Oh yeah, and of course there is some luck involved.
In a lot of ways, poker is like football, and I suppose like life also. I played Tight End on the football field, which meant I was dependent on the quarterback to get me the ball. In poker, you’re dependent on the dealer to give you some cards to play with. The temptation, if you believe that you’re knowledge and skill is greater than your opponents, is to believe that you can beat them with ANY two cards. This is where patience and an understanding of probability theory is extremely useful. On the football field, I learned to keep running my routes as best I could, and keep beating my man, no matter if the quarterback threw to me or not. Eventually, he would hit me, usually for a big play that would have a big effect on the outcome of the game. At the poker table, I’m learning that you wait for an edge to appear, and then you push that edge as hard as you can.

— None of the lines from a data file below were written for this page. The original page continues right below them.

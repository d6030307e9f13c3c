//! Placement policies decide where a new virtual machine lands.

use crate::core::cluster::Cluster;
use crate::core::common::HostId;
use crate::core::error::SimulationError;
use crate::core::host::Host;
use crate::core::vm::VirtualMachine;

/// Trait which should implement any placement policy.
///
/// Both methods reorder the given references, most preferred first, and must not change the
/// entities. The engine walks ranked clusters, then ranked hosts of each cluster, and takes the
/// first host with enough unallocated capacity.
pub trait PlacementPolicy {
    fn rank_clusters<'a>(
        &self,
        clusters: Vec<&'a Cluster>,
        vm: &VirtualMachine,
    ) -> Vec<&'a Cluster>;

    fn rank_hosts<'a>(&self, hosts: Vec<&'a Host>, vm: &VirtualMachine) -> Vec<&'a Host>;
}

pub fn placement_policy_resolver(name: &str) -> Result<Box<dyn PlacementPolicy>, SimulationError> {
    match name {
        "SmallestClusterFirst" => Ok(Box::new(SmallestClusterFirst {})),
        "LeastAllocatedHost" => Ok(Box::new(LeastAllocatedHost {})),
        _ => Err(SimulationError::Config(format!(
            "unsupported placement policy: {:?}",
            name
        ))),
    }
}

/// First-fit walk over the ranked candidates. No backtracking once a host is found.
pub fn select_host(
    policy: &dyn PlacementPolicy,
    clusters: &[Cluster],
    vm: &VirtualMachine,
) -> Option<HostId> {
    let requested = vm.requested();
    for cluster in policy.rank_clusters(clusters.iter().collect(), vm) {
        for host in policy.rank_hosts(cluster.hosts().iter().collect(), vm) {
            if host.can_fit(&requested) {
                return Some(host.id());
            }
        }
    }
    None
}

////////////////////////////////////////////////////////////////////////////////

/// Spreads load: clusters with fewer hosted VMs come first, hosts keep topology order.
pub struct SmallestClusterFirst {}

impl PlacementPolicy for SmallestClusterFirst {
    fn rank_clusters<'a>(
        &self,
        mut clusters: Vec<&'a Cluster>,
        _vm: &VirtualMachine,
    ) -> Vec<&'a Cluster> {
        // stable, ties keep topology order
        clusters.sort_by_key(|cluster| cluster.vm_count());
        clusters
    }

    fn rank_hosts<'a>(&self, hosts: Vec<&'a Host>, _vm: &VirtualMachine) -> Vec<&'a Host> {
        hosts
    }
}

////////////////////////////////////////////////////////////////////////////////

/// Clusters as in `SmallestClusterFirst`. Hosts with the highest share of free capacity after
/// placing the VM come first, CPU and memory weighted equally.
pub struct LeastAllocatedHost {}

impl LeastAllocatedHost {
    fn score(host: &Host, vm: &VirtualMachine) -> f64 {
        let requested = vm.requested();
        let account = &host.account;
        let free_share = |available: u64, requested: u64, total: u64| {
            if total == 0 {
                return 0.0;
            }
            (available as f64 - requested as f64) * 100.0 / total as f64
        };
        let cpu_score = free_share(
            account.available_cpu_mhz(),
            requested.cpu_mhz,
            account.total_cpu_mhz(),
        );
        let memory_score = free_share(
            account.available_memory_mb(),
            requested.memory_mb,
            account.total_memory_mb(),
        );
        (cpu_score + memory_score) / 2.0
    }
}

impl PlacementPolicy for LeastAllocatedHost {
    fn rank_clusters<'a>(
        &self,
        clusters: Vec<&'a Cluster>,
        vm: &VirtualMachine,
    ) -> Vec<&'a Cluster> {
        SmallestClusterFirst {}.rank_clusters(clusters, vm)
    }

    fn rank_hosts<'a>(&self, mut hosts: Vec<&'a Host>, vm: &VirtualMachine) -> Vec<&'a Host> {
        hosts.sort_by(|a, b| Self::score(b, vm).total_cmp(&Self::score(a, vm)));
        hosts
    }
}
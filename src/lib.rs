pub mod config;
pub mod core;
pub mod metrics;
pub mod simulation_callbacks;
pub mod simulator;
pub mod test_util;
pub mod trace;
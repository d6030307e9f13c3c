//! Fatal conditions which halt a simulation run.

use thiserror::Error;

use crate::core::common::VmId;

#[derive(Error, Debug, PartialEq)]
pub enum SimulationError {
    /// No cluster/host combination can host the VM. The fleet is undersized for the trace.
    #[error("capacity exhausted: vm [{vm_id}] requesting [{requested_cpu_mhz}Mhz, {requested_memory_mb}MB] fits no host")]
    CapacityExhausted {
        vm_id: VmId,
        requested_cpu_mhz: u64,
        requested_memory_mb: u64,
    },

    #[error("malformed input at line {line}: {reason}")]
    MalformedInput { line: u64, reason: String },

    #[error("cannot read file {path}: {reason}")]
    MissingFile { path: String, reason: String },

    #[error("rebalancing policy proposed invalid migration of vm [{vm_id}]: {reason}")]
    PolicyViolation { vm_id: VmId, reason: String },

    #[error("configuration error: {0}")]
    Config(String),
}

impl SimulationError {
    pub fn malformed(line: u64, reason: impl Into<String>) -> Self {
        SimulationError::MalformedInput {
            line,
            reason: reason.into(),
        }
    }
}
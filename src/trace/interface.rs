// Interface for any trace which serves as input to the simulator.

use std::path::Path;

use crate::core::error::SimulationError;
use crate::core::vm::VirtualMachine;

// Trait Trace represents any trace format acceptable by simulator.
pub trait Trace {
    // Any Trace should implement this method to convert its own records into virtual machines
    // with their demand series. VMs are returned in the order they first appear in the trace.
    fn convert_to_virtual_machines(&mut self) -> Result<Vec<VirtualMachine>, SimulationError>;
}

/// Reads the whole file, mapping any failure to a fatal missing-file error.
pub fn read_input_file(path: &Path) -> Result<String, SimulationError> {
    std::fs::read_to_string(path).map_err(|e| SimulationError::MissingFile {
        path: path.display().to_string(),
        reason: e.to_string(),
    })
}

I think this is true in life as well– although in the long run, success comes down to knowledge and skill, there is a lot of luck involved. At the poker table, unlike in life, it’s very difficult to create your own opportunities, so you have to exercise your patience until an opportunity arises. In life, you can sometimes create an opportunity by pushing your skills, but the ability to recognize a good opportunity is a talent. In poker, winners wait patiently until a solid opportunity arises, and then make the most out of that small advantage.